As a foundation ages with time, the operators perform multiple certificate rotations overtime which leaves many inactive or orphaned versions of certificates which can cause the CredHub database to fill up. This is because CredHub can store a near infinite amount of certificate versions. Those certificates can be seen when using Maestro CLI and running maestro topology . The following output is an example of how inactive certificates look like in the output, please note that the field active is set to false and the deployment_names array is empty meaning that the certificate is not used by any of the deployments:
- version_id: afb1f16d-b84f-4395-8b7d-bfaff20436b6 active: false signed_by_version: '' deployment_names: [] signing: false transitional: false certificate_authority: false generated: true valid_until: '2022-07-02T12:20:03Z' - version_id: b13a1f16-454e-45eb-9ddc-297ad8b1a388 active: false signed_by_version: '' deployment_names: [] signing: false transitional: false certificate_authority: false generated: true valid_until: '2021-12-17T05:42:36Z' - version_id: 867f10fd-5ee0-45f9-acde-8382f33fc837 active: false signed_by_version: '' deployment_names: [] signing: false transitional: false certificate_authority: false generated: valid_until: '2021-02-03T04:19:17Z' - version_id: 0ffac0d9-739d-4af0-afb5-2d18722a9a2c active: false signed_by_version: '' deployment_names: [] signing: false transitional: false certificate_authority: false generated: valid_until: '2020-02-04T15:45:10Z'
Please note: This KB is an extension of the publicly available documentation on deleting inactive certificate versions .

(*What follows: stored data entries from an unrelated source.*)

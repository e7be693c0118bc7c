use std::fs::{self, File};
use std::io::{prelude::*, stderr, BufReader, BufWriter};
use std::path::{Path, PathBuf};
use std::time::Instant;

use clap::{ArgGroup, Parser};
use textcat::{ClassificationReport, Classifier, Dataset, Metric, Model, ModelConfig};
use tracing_subscriber::{fmt, prelude::*, EnvFilter};

#[derive(Parser, Debug)]
#[command(
    about = "A program to evaluate the accuracy of Textcat.",
    group = ArgGroup::new("dataset").required(true),
)]
struct Args {
    /// The model file to use when categorizing text
    #[arg(long)]
    model: PathBuf,

    /// A test corpus containing one document per line
    #[arg(long, group = "dataset", requires = "test_labels")]
    test_data: Option<PathBuf>,

    /// Labels of the test corpus, one per line
    #[arg(long, requires = "test_data")]
    test_labels: Option<PathBuf>,

    /// A test corpus in CSV format with `text` and `label` columns
    #[arg(long, group = "dataset")]
    test_csv: Option<PathBuf>,

    /// The metric used to compare documents with category profiles: {euclidean, cosine, rank}
    #[arg(long, default_value = "euclidean")]
    metric: Metric,

    /// Write the classification report to this file in JSON format instead of the
    /// `reports` directory under --models-directory
    #[arg(long)]
    report: Option<PathBuf>,

    /// The directory whose `reports` subdirectory receives the JSON report by default
    #[arg(long, default_value = "./models")]
    models_directory: PathBuf,

    /// The log level used when RUST_LOG is not set
    #[arg(long, default_value = "info")]
    log_level: String,
}

fn read_model(path: &Path) -> Result<Model, Box<dyn std::error::Error>> {
    let f = File::open(path)?;
    let model = if path.extension().map_or(false, |ext| ext == "zst") {
        Model::read(&mut zstd::Decoder::new(f)?)?
    } else {
        Model::read(&mut BufReader::new(f))?
    };
    Ok(model)
}

/// Returns `{models_directory}/reports/classification_report_{ngrams}_{cutoff}_{method}_{token}.json`.
fn default_report_path(models_directory: &Path, config: &ModelConfig) -> PathBuf {
    models_directory
        .join("reports")
        .join(format!("classification_report_{}.json", config.file_stem()))
}

fn main() -> Result<(), Box<dyn std::error::Error>> {
    let args = Args::parse();

    let filter = match EnvFilter::try_from_default_env() {
        Ok(filter) => filter,
        Err(_) => EnvFilter::try_new(&args.log_level)?,
    };
    tracing_subscriber::registry()
        .with(fmt::layer().with_writer(stderr))
        .with(filter)
        .init();

    eprintln!("Loading model file...");
    let model = read_model(&args.model)?;
    let classifier = Classifier::new(model, args.metric);

    eprintln!("Loading dataset...");
    let dataset = if let Some(path) = args.test_csv {
        Dataset::from_csv(BufReader::new(File::open(path)?))?
    } else if let (Some(data), Some(labels)) = (args.test_data, args.test_labels) {
        Dataset::from_lines(
            BufReader::new(File::open(data)?),
            BufReader::new(File::open(labels)?),
        )?
    } else {
        unreachable!("clap requires a dataset");
    };

    eprintln!("Start categorization");
    let start = Instant::now();
    let mut predictions = Vec::with_capacity(dataset.len());
    for (i, document) in dataset.documents().iter().enumerate() {
        if i % 10000 == 0 {
            eprint!("# of documents: {i}\r");
            stderr().flush()?;
        }
        predictions.push(classifier.classify(document).as_str());
    }
    let duration = start.elapsed();
    eprintln!("# of documents: {}", dataset.len());
    eprintln!("Elapsed: {} [sec]", duration.as_secs_f64());

    let report = ClassificationReport::new(dataset.labels(), &predictions)?;
    tracing::info!(
        metric = %args.metric,
        accuracy = report.accuracy(),
        "evaluation finished"
    );
    print!("{report}");

    let path = match args.report {
        Some(path) => path,
        None => default_report_path(&args.models_directory, classifier.model().config()),
    };
    if let Some(dir) = path.parent() {
        fs::create_dir_all(dir)?;
    }
    eprintln!("Saving report file to {path:?} ...");
    let mut f = BufWriter::new(File::create(&path)?);
    serde_json::to_writer_pretty(&mut f, &report)?;
    f.flush()?;

    Ok(())
}
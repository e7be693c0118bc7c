use std::collections::BTreeMap;
use std::io::{BufRead, Read};

use serde::Deserialize;

use crate::errors::{Result, TextcatError};

/// Labelled documents.
#[derive(Clone, Debug, Default, PartialEq, Eq)]
pub struct Dataset {
    documents: Vec<String>,
    labels: Vec<String>,
}

#[derive(Deserialize)]
struct CsvRecord {
    text: String,
    label: String,
}

impl Dataset {
    /// Creates a dataset.
    ///
    /// # Errors
    ///
    /// If `documents` and `labels` differ in length, an error variant will be returned.
    pub fn new(documents: Vec<String>, labels: Vec<String>) -> Result<Self> {
        if documents.len() != labels.len() {
            return Err(TextcatError::invalid_argument(
                "labels",
                format!(
                    "{} documents but {} labels",
                    documents.len(),
                    labels.len()
                ),
            ));
        }
        Ok(Self { documents, labels })
    }

    /// Reads documents and labels from two line-delimited sources.
    ///
    /// Line `i` of `labels` is the label of line `i` of `data`. Lines are trimmed.
    ///
    /// # Arguments
    ///
    /// * `data` - One document per line.
    /// * `labels` - One label per line.
    ///
    /// # Errors
    ///
    /// When a reader generates an error, it will be returned as is. If the line counts differ, an
    /// error variant will be returned.
    pub fn from_lines<D, L>(data: D, labels: L) -> Result<Self>
    where
        D: BufRead,
        L: BufRead,
    {
        let documents = data
            .lines()
            .map(|line| line.map(|line| line.trim().to_string()))
            .collect::<std::io::Result<Vec<_>>>()?;
        let labels = labels
            .lines()
            .map(|line| line.map(|line| line.trim().to_string()))
            .collect::<std::io::Result<Vec<_>>>()?;
        Self::new(documents, labels)
    }

    /// Reads a CSV source with a header row containing `text` and `label` columns.
    ///
    /// Other columns are ignored.
    pub fn from_csv<R>(rdr: R) -> Result<Self>
    where
        R: Read,
    {
        let mut rdr = csv::Reader::from_reader(rdr);
        let mut documents = vec![];
        let mut labels = vec![];
        for record in rdr.deserialize() {
            let record: CsvRecord = record?;
            documents.push(record.text);
            labels.push(record.label.trim().to_string());
        }
        Self::new(documents, labels)
    }

    pub fn len(&self) -> usize {
        self.documents.len()
    }

    pub fn is_empty(&self) -> bool {
        self.documents.is_empty()
    }

    pub fn documents(&self) -> &[String] {
        &self.documents
    }

    pub fn labels(&self) -> &[String] {
        &self.labels
    }

    /// Iterates over `(document, label)` pairs.
    pub fn iter(&self) -> impl Iterator<Item = (&str, &str)> {
        self.documents
            .iter()
            .zip(&self.labels)
            .map(|(d, l)| (d.as_str(), l.as_str()))
    }

    /// Groups document indices by label.
    ///
    /// # Returns
    ///
    /// Labels in sorted order, each with the ascending indices of its documents.
    pub fn indices_by_label(&self) -> BTreeMap<&str, Vec<usize>> {
        let mut groups: BTreeMap<&str, Vec<usize>> = BTreeMap::new();
        for (i, label) in self.labels.iter().enumerate() {
            groups.entry(label.as_str()).or_default().push(i);
        }
        groups
    }
}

To see if there is a need to clean up space, you can either check the Bosh director’s VM vitals or SSH to the VM and run:
df -h /var/vcap/store
In order to clean up those inactive certificates, you can periodically use CredHub Maestro’s garbage collect functionality to delete old, unused certificate versions. More specifically, it will remove the unused certificate version IDs from storage. The garbage collect feature is smart enough to know only to delete the older, unused version IDs. If you have any concerns you can always perform a backup of the CredHub database using the CredHub CLI prior to running the garbage collect:
credhub export -f /tmp/credentails-from-credhub
When cleaning up the inactive versions of certificates, first run the garbage collect on leaf certificates. You can run it with --dry-run flag to determine which versions will be deleted:
maestro garbage-collect leaf --all --dry-run
If output of --dry-run commands looks like all obsolete leaf certificates then run command without --dry-run :
maestro garbage-collect leaf --all
After inactive versions of leaf certificates have been cleaned up, do the same with the inactive versions of CA certificates. Please ensure that inactive leaf certificates have been cleaned up first before performing garbage collect on CA certificates as it could fail to delete potentially inactive versions of that CA due to the fact that the unused service instance leaf certs are signed by it. Once again, you can run it with --dry-run flag to determine which versions will be deleted:
maestro garbage-collect ca --all --dry-run
If output of --dry-run commands looks like all obsolete CA certificates then run command without --dry-run :
maestro garbage-collect ca --all
Meastro’s garbage collect feature never fully deletes certificates. It only deletes inactive versions of certificates. If there are no longer Bosh deployments associated with a certificate, Maestro cannot safely operate on it. Otherwise, it could unintentionally delete other certificates added manually to CredHub.
This procedure has been tested on Ops Manager v2.10. However, the /services/tls_ca certificate tree is excluded from garbage collect by design in older versions of Ops Man and it will not perform the deletion even though prompted. This can result in "could not delete some certificate versions" error like the following sample output:
ubuntu@opsmgr:~$ maestro garbage-collect ca --all not_deleted: - name: /services/tls_ca certificate_id: 13945990-5549-4e84-a063-f1cea1095827 version_ids: - aa7db5c9-1269-4735-a6e5-13e3cbb08796 error: could not delete some certificate versions
Important: The /services/tls_ca certificate tree is very sensitive and deleting its presumably inactive certificates may result in deleting the versions of certificates that are in fact currently being used. For example if there is a newer transitional version running garbage collect may remove the older still in use version. This is because /services/tls_ca certificate does not show a deployment where it is being utilized and since there are no Bosh deployments associated with a certificate, it confuses the garbage collector.
To avoid this error, run the following command with --exclude flag which excludes Services TLS CA:
maestro garbage-collect ca --all --exclude /services/tls_ca
To enhance the safety of the garbage collect command, CredHub Maestro only deletes the versions of a certificate older than the currently active version.
Important: Please review the section "Special case with /services/tls_ca certificate tree" of this article before attempting this procedure.
To delete all inactive versions of CAs or leaf certificates, add the --force flag to the garbage collect command like in the following example:
maestro garbage-collect leaf --all --force OR maestro garbage-collect ca --all --exclude /services/tls_ca --force
Please note: VMware does not recommend using the --force flag during a rotation.